Jacinto Octavio Picón
Conocí el caso real de Saeed Hanaei, el hombre que en el 2001 asesinó a 16 prostitutas en la ciudad santa de Mashhad en Irán, gracias a la televisión pública, cuando era televisión y sobre todo, pública, en uno de aquellos impresionantes programas a las tantas de la noche. Ha sido todo una gratísima sorpresa que un cineasta de la talla como Ali Abbasi (Teherán, Irán, 1981) realice una película sobre el tema, porque intuía que no iba a ser el típico thriller convencional tan ofertado actualmente. Conocíamos la habilidad del director iraní, afincado en Dinamarca, de la creación de atmósferas, en indagar en temas incómodos como lo podrían ser la maternidad en Shelley (2016), y la diferencia en Border (2018), y en el thriller profundamente personal y atípico, más reconocido en los clásicos con personajes complejos e historias de los bajos fondos, al mejor estilo hitchcockiano.
En su tercera película, Holy Spider, construye un relato a partir de la historia real de Saeed Hanaei, en un guion que escribe junto a Afshin Kamran Bahrami, pero no lo hace tomando partido ni simplificando el conflicto, sino que lo cuece a fuego lento a partir de dos personalidades, la de la periodista Rahimi, que viene de la capital a investigar en Mashhad, la segunda ciudad del país y la ciudad santa por excelencia después de La Meca, y la del asesino. Aunque el tema de caza está presente en la historia, no es lo importante, porque la película esta erigida a través de las contradicciones tanto de los dos personajes mencionados como de la propia ciudad, donde resaltan la vida de una mujer sola estigmatizada como deja bien claro en la secuencia del hotel o en la conversación con su colega periodista, y la llamada de teléfono con su madre, y el otro frente, el asesino, un marido y padre de tres hijos pequeños, profundamente religioso, veterano de la guerra Irán-Irak, y auto declarado limpiador de la impureza por eso asesina a prostitutas.

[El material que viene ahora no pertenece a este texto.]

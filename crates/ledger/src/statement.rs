//! Party statements: ordered transactions with aggregate totals, exportable
//! as printable rows.

use chrono::NaiveDate;
use serde::{Deserialize, Serialize};

use crate::party::Party;
use crate::transaction::{LedgerTransaction, closing_balance};

/// One printable statement line. Exactly one of `debit`/`credit` is nonzero.
#[derive(Debug, Clone, PartialEq, Serialize, Deserialize)]
pub struct StatementRow {
    pub date: NaiveDate,
    pub description: String,
    pub reference: Option<String>,
    pub debit: f64,
    pub credit: f64,
    pub balance: f64,
}

/// A party's full transaction history in chronological order, with debit and
/// credit totals.
#[derive(Debug, Clone, PartialEq, Serialize, Deserialize)]
pub struct PartyStatement {
    pub party: Party,
    pub transactions: Vec<LedgerTransaction>,
    pub total_debit: f64,
    pub total_credit: f64,
}

impl PartyStatement {
    /// Build from an ordered transaction list.
    pub fn new(party: Party, transactions: Vec<LedgerTransaction>) -> Self {
        let total_debit = transactions.iter().map(|t| t.amount.debit()).sum();
        let total_credit = transactions.iter().map(|t| t.amount.credit()).sum();
        Self {
            party,
            transactions,
            total_debit,
            total_credit,
        }
    }

    pub fn closing_balance(&self) -> f64 {
        closing_balance(self.party.opening_balance, &self.transactions)
    }

    /// Export rows in chronological order.
    pub fn rows(&self) -> Vec<StatementRow> {
        self.transactions
            .iter()
            .map(|t| StatementRow {
                date: t.transaction_date,
                description: t.description.clone(),
                reference: t.reference.clone(),
                debit: t.amount.debit(),
                credit: t.amount.credit(),
                balance: t.running_balance,
            })
            .collect()
    }
}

El director iraní no solo se queda ahí, en los tremendos contrastes en los profundiza la película, sino también el lugar de los hechos, una ciudad orgullosa de su religiosidad hace la vista gorda ante la prostitución, las drogas y demás, como demostrarán la policía, cabeza visible de la corrupción y la hipocresía que reina en las autoridades. Abbasi vuelve a acompañarse de varios de sus colaboradores más fieles que han estado en las tres películas hasta ahora como el cinematógrafo Nadim Carlsen, que crea esa atmósfera nocturna y absorbente donde se posa buena parte del relato, repleto de sombras y ambientes malsanos y cotidianos, la montadora Olivia Neergaard-Holm, que consigue ser concisa e imponer un ritmo pausado a una historia que se va casi a las dos horas de metraje, el músico Martin Kirdov, con una composición cargada de tensión donde abundan los ritmos atmosféricos, que recuerdan a los trabajos de Tindersticks para el cine de Claire Denis, y el productor Jacob Jarek, que ya estuvo en Shelley, junto a Sol Bondy, que coprodujeron las dos películas de Grímur Hákonarsen, entre otras.

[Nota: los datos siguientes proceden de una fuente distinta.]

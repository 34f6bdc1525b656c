//! Value object trait: equality by value, not identity.

/// Marker trait for value objects.
///
/// Value objects are **immutable** and **compared by value**: two instances
/// with the same attributes are the same value. "Modifying" one means
/// constructing a new one. A debit amount or a unit binding is a value
/// object; a stock item with an id is an entity.
pub trait ValueObject: Clone + PartialEq + core::fmt::Debug {}
//! `stockbook-closing` — daily snapshots and the day-close batch.

pub mod snapshot;

pub use snapshot::{DailySnapshot, DayCloseFailure, DayCloseReport};
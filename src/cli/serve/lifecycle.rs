//! Server and actor lifecycle.

use std::net::{IpAddr, SocketAddr};
use std::thread::{self, JoinHandle};
use std::time::Duration;

use anyhow::{Result, anyhow};
use crossbeam::channel::Receiver;
use tiny_http::Server;

use crate::actor::Coordinator;
use crate::log;
use crate::reload::server::MAX_PORT_RETRIES;

/// Bind `interface:base_port`, moving on to the next port while busy.
pub fn bind_with_retry(interface: IpAddr, base_port: u16) -> Result<(Server, SocketAddr)> {
    let mut last_error = String::new();

    for offset in 0..MAX_PORT_RETRIES {
        let port = base_port.saturating_add(offset);
        let addr = SocketAddr::new(interface, port);
        match Server::http(addr) {
            Ok(server) => {
                let addr = server.server_addr().to_ip().unwrap_or(addr);
                if offset > 0 {
                    log!("serve"; "port {} in use, using {} instead", base_port, port);
                }
                return Ok((server, addr));
            }
            Err(e) => last_error = e.to_string(),
        }
    }

    Err(anyhow!(
        "failed to bind after {} attempts (ports {}-{}): {}",
        MAX_PORT_RETRIES,
        base_port,
        base_port.saturating_add(MAX_PORT_RETRIES - 1),
        last_error
    ))
}

/// Run the actors on their own thread and tokio runtime.
pub fn spawn_actors(
    coordinator: Coordinator,
    ws_port: Option<u16>,
    shutdown_rx: Receiver<()>,
) -> JoinHandle<()> {
    thread::spawn(move || run_actor_system(coordinator, ws_port, shutdown_rx))
}

/// Block the current thread on the actor system until shutdown.
pub fn run_actor_system(
    coordinator: Coordinator,
    ws_port: Option<u16>,
    shutdown_rx: Receiver<()>,
) {
    let rt = match tokio::runtime::Builder::new_multi_thread()
        .worker_threads(2)
        .enable_all()
        .build()
    {
        Ok(rt) => rt,
        Err(e) => {
            log!("actor"; "failed to start runtime: {}", e);
            return;
        }
    };

    rt.block_on(async {
        let mut coordinator = coordinator.with_shutdown_signal(shutdown_rx);
        if let Some(port) = ws_port {
            coordinator = coordinator.with_ws_port(port);
        }
        if let Err(e) = coordinator.run().await {
            log!("actor"; "error: {:#}", e);
        }
    });
}

/// Give the actors up to two seconds to stop.
pub fn wait_for_shutdown(handle: Option<JoinHandle<()>>) {
    let Some(handle) = handle else { return };

    for _ in 0..40 {
        if handle.is_finished() {
            let _ = handle.join();
            return;
        }
        thread::sleep(Duration::from_millis(50));
    }
}

#[cfg(test)]
mod tests {
    use super::*;
    use std::net::Ipv4Addr;

    #[test]
    fn test_bind_skips_busy_port() {
        let localhost = IpAddr::V4(Ipv4Addr::LOCALHOST);
        let (first, addr) = bind_with_retry(localhost, 0).unwrap();
        let busy = addr.port();
        assert_ne!(busy, 0);

        if let Ok((_, next)) = bind_with_retry(localhost, busy) {
            assert_ne!(next.port(), busy);
        }
        drop(first);
    }
}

El gran reparto encabezado por una grandiosa Zar Amir-Ebrahimi en la piel de la periodista Rahimi, con esa mirada potentísima, llena de fuerza y vulnerabilidad, enfrentada al asesino, que hace de forma memorable el actor Mehdi Beajestani, que ha trabajado con Asghar Farhadi, entre otros, un tipo que se cree guiado por Dios, sino también a una sociedad miserable, que mira hacia el otro lado cuando le interesa, que violenta a las mujeres por el simple hecho de su condición, y sobre todo, vive instalada en la hipocresía, en la misoginia y en el de proteger a asesinos como Saeed Hanaei por el simple hecho de “limpiar la ciudad” de aquellos individuos que otros por interés económico dejan que existan. Abbasi no se corta un pelo en mostrar la suciedad de una sociedad que se enorgullece de su religiosidad, porque podemos ver de forma explícita desde cuerpos desnudos como el sorprendente arranque de la película, consumo de drogas, escenas de sexo y prostitución, secuencias que casi nunca se muestran en el cine iraní y árabe.

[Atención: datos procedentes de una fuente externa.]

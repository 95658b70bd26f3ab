//! Watch-mode actors.
//!
//! ```text
//! FsActor ──BuildMsg──► BuildActor ──WsMsg──► WsActor ──► browsers
//! (notify)              (pipeline)            (tungstenite)
//! ```
//!
//! Each actor owns its state and talks to the next one over a tokio mpsc
//! channel. [`Coordinator`] wires them up and stops them on Ctrl+C.

pub mod builder;
pub mod coordinator;
pub mod fs;
pub mod messages;
pub mod ws;

pub use coordinator::Coordinator;
//! Writing and removing build outputs.

use std::fs;
use std::path::Path;

use anyhow::{Context, Result};

use crate::render::RenderedPage;

/// Write a rendered page, creating its directory.
pub fn write_page(page: &RenderedPage) -> Result<()> {
    ensure_parent(&page.dest)?;
    fs::write(&page.dest, &page.bytes)
        .with_context(|| format!("failed to write {}", page.dest.display()))
}

/// Copy a file verbatim, creating the destination directory.
pub fn copy_file(source: &Path, dest: &Path) -> Result<()> {
    ensure_parent(dest)?;
    fs::copy(source, dest).with_context(|| {
        format!("failed to copy {} to {}", source.display(), dest.display())
    })?;
    Ok(())
}

/// Remove an output file or directory, then prune directories it left
/// empty, never going above `stop`. Returns whether anything was removed.
pub fn remove_output(dest: &Path, stop: &Path) -> Result<bool> {
    let removed = if dest.is_dir() {
        fs::remove_dir_all(dest)
            .with_context(|| format!("failed to remove {}", dest.display()))?;
        true
    } else if dest.exists() {
        fs::remove_file(dest).with_context(|| format!("failed to remove {}", dest.display()))?;
        true
    } else {
        false
    };

    let mut dir = dest.parent();
    while let Some(current) = dir {
        if current == stop || !current.starts_with(stop) {
            break;
        }
        // Fails on a non-empty directory, which ends the walk.
        if fs::remove_dir(current).is_err() {
            break;
        }
        dir = current.parent();
    }

    Ok(removed)
}

fn ensure_parent(path: &Path) -> Result<()> {
    if let Some(parent) = path.parent() {
        fs::create_dir_all(parent)
            .with_context(|| format!("failed to create {}", parent.display()))?;
    }
    Ok(())
}

#[cfg(test)]
mod tests {
    use super::*;

    #[test]
    fn test_write_page_creates_dirs() {
        let dir = tempfile::tempdir().unwrap();
        let page = RenderedPage {
            source: dir.path().join("subjects/js/INSTALL.md"),
            dest: dir.path().join("build/subjects/js/install/index.html"),
            bytes: b"<html></html>".to_vec(),
        };
        write_page(&page).unwrap();
        assert_eq!(fs::read(&page.dest).unwrap(), page.bytes);
    }

    #[test]
    fn test_remove_output_prunes_empty_dirs() {
        let dir = tempfile::tempdir().unwrap();
        let out = dir.path().join("build");
        let deck = out.join("subjects/js/install/index.html");
        let sibling = out.join("subjects/js/index.html");
        fs::create_dir_all(deck.parent().unwrap()).unwrap();
        fs::write(&deck, "a").unwrap();
        fs::write(&sibling, "b").unwrap();

        assert!(remove_output(&deck, &out).unwrap());
        assert!(!deck.parent().unwrap().exists());
        assert!(sibling.exists());

        assert!(remove_output(&sibling, &out).unwrap());
        assert!(!out.join("subjects").exists());
        assert!(out.exists());

        assert!(!remove_output(&sibling, &out).unwrap());
    }
}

El cineasta iraní nos atrapa sin estridencias ni piruetas argumentales, en un grandísimo relato que se aparta de modas y espectacularidades modernas, para indagar en la moral social, en cómo funcionamos como sociedad, donde están los límites del bien y el mal, y sobre todo, la realidad putrefacta y violenta que ocultan la mayoría de las sociedades, dejando ver sus entrañas y su verdadera identidad, donde prevalecen formas antiguas y conservadoras en las que se permite la injustica y la corrupción de los gobernantes amparados en la religión o en cualquier otra cosa. El personaje de Rahimi no solo es una mujer, es la mujer que representa todas las injusticias que se cometen en las sociedades del mundo ante las mujeres, en un personaje que se basa en la periodista que siguió la detención y el juicio de Saeed Hanaei, y al que también entrevistó, porque es el personaje que vive todas los sometimientos de la mujer en la sociedad iraní, esa misma sociedad que protege y no juzga al asesino, un tipo al que ven como un ser enviado por Dios para eliminar la suciedad de la sociedad, su sexo, sus drogas y sus cosas, las mismas que otros mismos consumen, solo que a escondidas, en fin, vivimos en esas sociedades, o podríamos decirlo de otra manera, vivimos porque miramos a otro lado. JOSÉ A. PÉREZ GUEVARA
Las dos últimas películas de la cinematografía persa que se han visto por estos lares tiene mucho en común: La vida de los demás, de Mohammad Rasoulof, y Un héroe, de Asghar Farhadi, tocan temas tan universales como la culpa, el perdón y la justicia, en el contexto de la actual sociedad iraní, en que las consecuencias de la pena de muerte están muy presentes de un modo central en la primera de las películas. El perdón (“The Ballad of a White Cow”, del original), de Maryam Moghadam (Teherán, Irán, 1970), y Behtash Sanaeeha (Shiraz, Irán, 1980), también nos habla también de los conflictos que genera la pena de muerte en la sociedad iraní, y lo hace desde la mirada de Mina, la viuda del ejecutado. Un año después de la ejecución, el estado encuentra al verdadero asesino y quiere compensar económicamente a Mina, que seguirá reclamando justicia.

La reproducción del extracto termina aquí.